WHAT YOU WILL DO: Search the records for the word "optional" and report each line that has it.

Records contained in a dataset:
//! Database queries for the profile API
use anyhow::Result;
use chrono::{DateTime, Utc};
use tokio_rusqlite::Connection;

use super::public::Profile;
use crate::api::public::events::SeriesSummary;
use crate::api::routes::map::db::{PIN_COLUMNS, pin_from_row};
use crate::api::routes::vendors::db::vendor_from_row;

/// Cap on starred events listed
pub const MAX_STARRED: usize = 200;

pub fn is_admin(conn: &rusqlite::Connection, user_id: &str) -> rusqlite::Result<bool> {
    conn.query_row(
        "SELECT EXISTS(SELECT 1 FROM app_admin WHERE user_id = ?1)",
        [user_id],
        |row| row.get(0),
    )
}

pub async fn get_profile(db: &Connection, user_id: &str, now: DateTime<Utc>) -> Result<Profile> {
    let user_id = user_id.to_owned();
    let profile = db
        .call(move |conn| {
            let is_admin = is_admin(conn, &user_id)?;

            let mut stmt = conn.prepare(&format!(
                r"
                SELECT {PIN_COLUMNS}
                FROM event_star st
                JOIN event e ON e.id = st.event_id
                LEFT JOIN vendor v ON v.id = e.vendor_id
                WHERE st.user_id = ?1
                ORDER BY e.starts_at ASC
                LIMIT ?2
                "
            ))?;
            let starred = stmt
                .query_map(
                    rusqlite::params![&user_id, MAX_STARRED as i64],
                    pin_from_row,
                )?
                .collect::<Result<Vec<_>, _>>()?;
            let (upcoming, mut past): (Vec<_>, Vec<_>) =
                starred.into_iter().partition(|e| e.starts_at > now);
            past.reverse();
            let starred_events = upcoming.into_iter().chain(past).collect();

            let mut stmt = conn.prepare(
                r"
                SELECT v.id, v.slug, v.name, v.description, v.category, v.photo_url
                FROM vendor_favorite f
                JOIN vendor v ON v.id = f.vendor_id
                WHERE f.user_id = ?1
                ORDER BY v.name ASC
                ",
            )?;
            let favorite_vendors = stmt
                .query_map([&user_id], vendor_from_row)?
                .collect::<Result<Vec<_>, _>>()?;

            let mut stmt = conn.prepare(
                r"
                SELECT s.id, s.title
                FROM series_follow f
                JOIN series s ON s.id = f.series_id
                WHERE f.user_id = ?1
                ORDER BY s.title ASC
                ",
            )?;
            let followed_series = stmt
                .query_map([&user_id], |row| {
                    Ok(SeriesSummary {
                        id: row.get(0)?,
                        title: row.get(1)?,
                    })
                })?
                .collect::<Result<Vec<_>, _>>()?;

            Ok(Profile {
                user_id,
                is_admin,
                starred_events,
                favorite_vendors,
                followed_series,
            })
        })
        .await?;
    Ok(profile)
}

--

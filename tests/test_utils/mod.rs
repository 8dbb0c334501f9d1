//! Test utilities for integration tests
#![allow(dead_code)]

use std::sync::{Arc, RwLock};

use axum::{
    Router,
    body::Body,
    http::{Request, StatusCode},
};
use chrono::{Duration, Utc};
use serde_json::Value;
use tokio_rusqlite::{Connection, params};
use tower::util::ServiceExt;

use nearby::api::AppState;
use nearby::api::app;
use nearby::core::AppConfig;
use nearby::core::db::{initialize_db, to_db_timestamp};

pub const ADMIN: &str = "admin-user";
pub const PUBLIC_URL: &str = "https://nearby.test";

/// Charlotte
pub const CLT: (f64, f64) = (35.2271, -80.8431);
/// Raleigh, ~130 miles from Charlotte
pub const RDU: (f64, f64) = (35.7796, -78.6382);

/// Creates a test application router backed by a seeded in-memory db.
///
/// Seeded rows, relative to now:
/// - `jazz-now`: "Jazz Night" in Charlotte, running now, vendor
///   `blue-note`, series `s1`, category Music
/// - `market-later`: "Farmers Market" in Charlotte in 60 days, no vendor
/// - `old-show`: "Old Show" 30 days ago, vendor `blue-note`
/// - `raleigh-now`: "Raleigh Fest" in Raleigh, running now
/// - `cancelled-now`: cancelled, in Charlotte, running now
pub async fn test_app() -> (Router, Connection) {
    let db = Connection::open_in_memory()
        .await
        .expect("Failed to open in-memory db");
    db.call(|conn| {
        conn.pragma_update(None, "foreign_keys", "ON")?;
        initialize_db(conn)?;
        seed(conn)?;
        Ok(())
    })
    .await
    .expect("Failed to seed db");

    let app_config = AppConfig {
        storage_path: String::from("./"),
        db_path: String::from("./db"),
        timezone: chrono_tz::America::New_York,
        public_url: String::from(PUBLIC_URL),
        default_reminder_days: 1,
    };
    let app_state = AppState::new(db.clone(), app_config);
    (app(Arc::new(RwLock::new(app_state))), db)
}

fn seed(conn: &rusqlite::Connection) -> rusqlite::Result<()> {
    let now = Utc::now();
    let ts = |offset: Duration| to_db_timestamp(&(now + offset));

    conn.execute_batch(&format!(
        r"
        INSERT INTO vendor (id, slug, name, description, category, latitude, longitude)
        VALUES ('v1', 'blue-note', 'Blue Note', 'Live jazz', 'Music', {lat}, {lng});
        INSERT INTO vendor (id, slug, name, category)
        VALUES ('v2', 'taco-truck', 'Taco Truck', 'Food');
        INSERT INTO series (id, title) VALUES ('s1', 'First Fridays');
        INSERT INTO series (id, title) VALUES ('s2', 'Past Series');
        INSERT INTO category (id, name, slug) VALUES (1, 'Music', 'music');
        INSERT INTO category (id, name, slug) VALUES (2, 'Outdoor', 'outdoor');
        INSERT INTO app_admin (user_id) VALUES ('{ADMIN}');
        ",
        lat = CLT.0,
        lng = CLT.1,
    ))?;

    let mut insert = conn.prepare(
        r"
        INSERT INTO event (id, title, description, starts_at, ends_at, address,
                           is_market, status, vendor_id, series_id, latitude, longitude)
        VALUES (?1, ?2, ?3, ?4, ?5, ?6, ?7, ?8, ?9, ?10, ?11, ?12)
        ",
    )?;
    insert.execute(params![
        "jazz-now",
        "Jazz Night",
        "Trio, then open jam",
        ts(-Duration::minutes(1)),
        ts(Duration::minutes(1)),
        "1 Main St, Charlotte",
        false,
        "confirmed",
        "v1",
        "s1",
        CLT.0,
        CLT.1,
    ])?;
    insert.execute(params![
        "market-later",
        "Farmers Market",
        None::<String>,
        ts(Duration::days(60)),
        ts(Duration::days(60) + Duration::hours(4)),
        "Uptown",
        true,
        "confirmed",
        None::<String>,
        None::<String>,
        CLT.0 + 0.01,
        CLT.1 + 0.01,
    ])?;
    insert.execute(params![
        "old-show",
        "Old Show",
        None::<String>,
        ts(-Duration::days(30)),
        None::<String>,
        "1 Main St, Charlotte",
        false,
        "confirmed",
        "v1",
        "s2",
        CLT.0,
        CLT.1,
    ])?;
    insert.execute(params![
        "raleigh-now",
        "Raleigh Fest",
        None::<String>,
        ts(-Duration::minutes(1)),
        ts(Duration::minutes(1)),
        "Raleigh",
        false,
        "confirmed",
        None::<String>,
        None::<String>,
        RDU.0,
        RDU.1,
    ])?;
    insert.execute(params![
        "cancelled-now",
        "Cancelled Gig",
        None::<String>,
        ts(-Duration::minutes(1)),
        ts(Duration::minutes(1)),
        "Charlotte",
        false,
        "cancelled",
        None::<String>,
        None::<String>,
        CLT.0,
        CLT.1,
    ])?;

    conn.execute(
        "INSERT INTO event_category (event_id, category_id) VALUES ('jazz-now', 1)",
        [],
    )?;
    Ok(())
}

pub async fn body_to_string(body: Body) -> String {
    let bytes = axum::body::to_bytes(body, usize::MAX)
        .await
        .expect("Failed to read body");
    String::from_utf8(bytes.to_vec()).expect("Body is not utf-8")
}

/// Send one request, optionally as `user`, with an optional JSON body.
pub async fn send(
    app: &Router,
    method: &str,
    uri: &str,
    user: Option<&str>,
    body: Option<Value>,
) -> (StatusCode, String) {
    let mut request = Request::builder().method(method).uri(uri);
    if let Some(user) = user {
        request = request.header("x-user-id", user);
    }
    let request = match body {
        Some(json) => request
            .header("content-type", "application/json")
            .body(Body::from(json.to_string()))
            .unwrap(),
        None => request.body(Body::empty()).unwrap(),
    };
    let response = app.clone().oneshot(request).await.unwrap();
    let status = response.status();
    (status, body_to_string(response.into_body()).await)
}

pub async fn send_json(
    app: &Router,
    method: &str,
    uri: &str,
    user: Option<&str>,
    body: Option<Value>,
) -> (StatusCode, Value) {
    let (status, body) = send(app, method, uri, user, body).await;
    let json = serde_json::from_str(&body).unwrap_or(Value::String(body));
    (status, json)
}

==

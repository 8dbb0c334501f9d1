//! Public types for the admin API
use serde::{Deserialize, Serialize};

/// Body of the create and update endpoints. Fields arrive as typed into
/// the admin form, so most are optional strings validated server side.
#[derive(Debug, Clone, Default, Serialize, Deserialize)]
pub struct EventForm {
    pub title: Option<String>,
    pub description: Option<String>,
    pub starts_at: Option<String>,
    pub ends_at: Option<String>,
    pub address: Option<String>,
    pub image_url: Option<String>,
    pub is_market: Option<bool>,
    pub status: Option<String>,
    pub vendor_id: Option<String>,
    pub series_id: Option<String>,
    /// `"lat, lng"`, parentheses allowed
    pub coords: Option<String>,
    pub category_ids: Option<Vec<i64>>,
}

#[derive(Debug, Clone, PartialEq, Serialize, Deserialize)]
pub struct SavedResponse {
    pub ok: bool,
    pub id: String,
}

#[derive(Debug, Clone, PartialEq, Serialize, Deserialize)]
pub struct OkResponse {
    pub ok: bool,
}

ANSWER FOR THIS EXERCISE:
/// Send one request, optionally as `user`, with an optional JSON body.
/// the admin form, so most are optional strings validated server side.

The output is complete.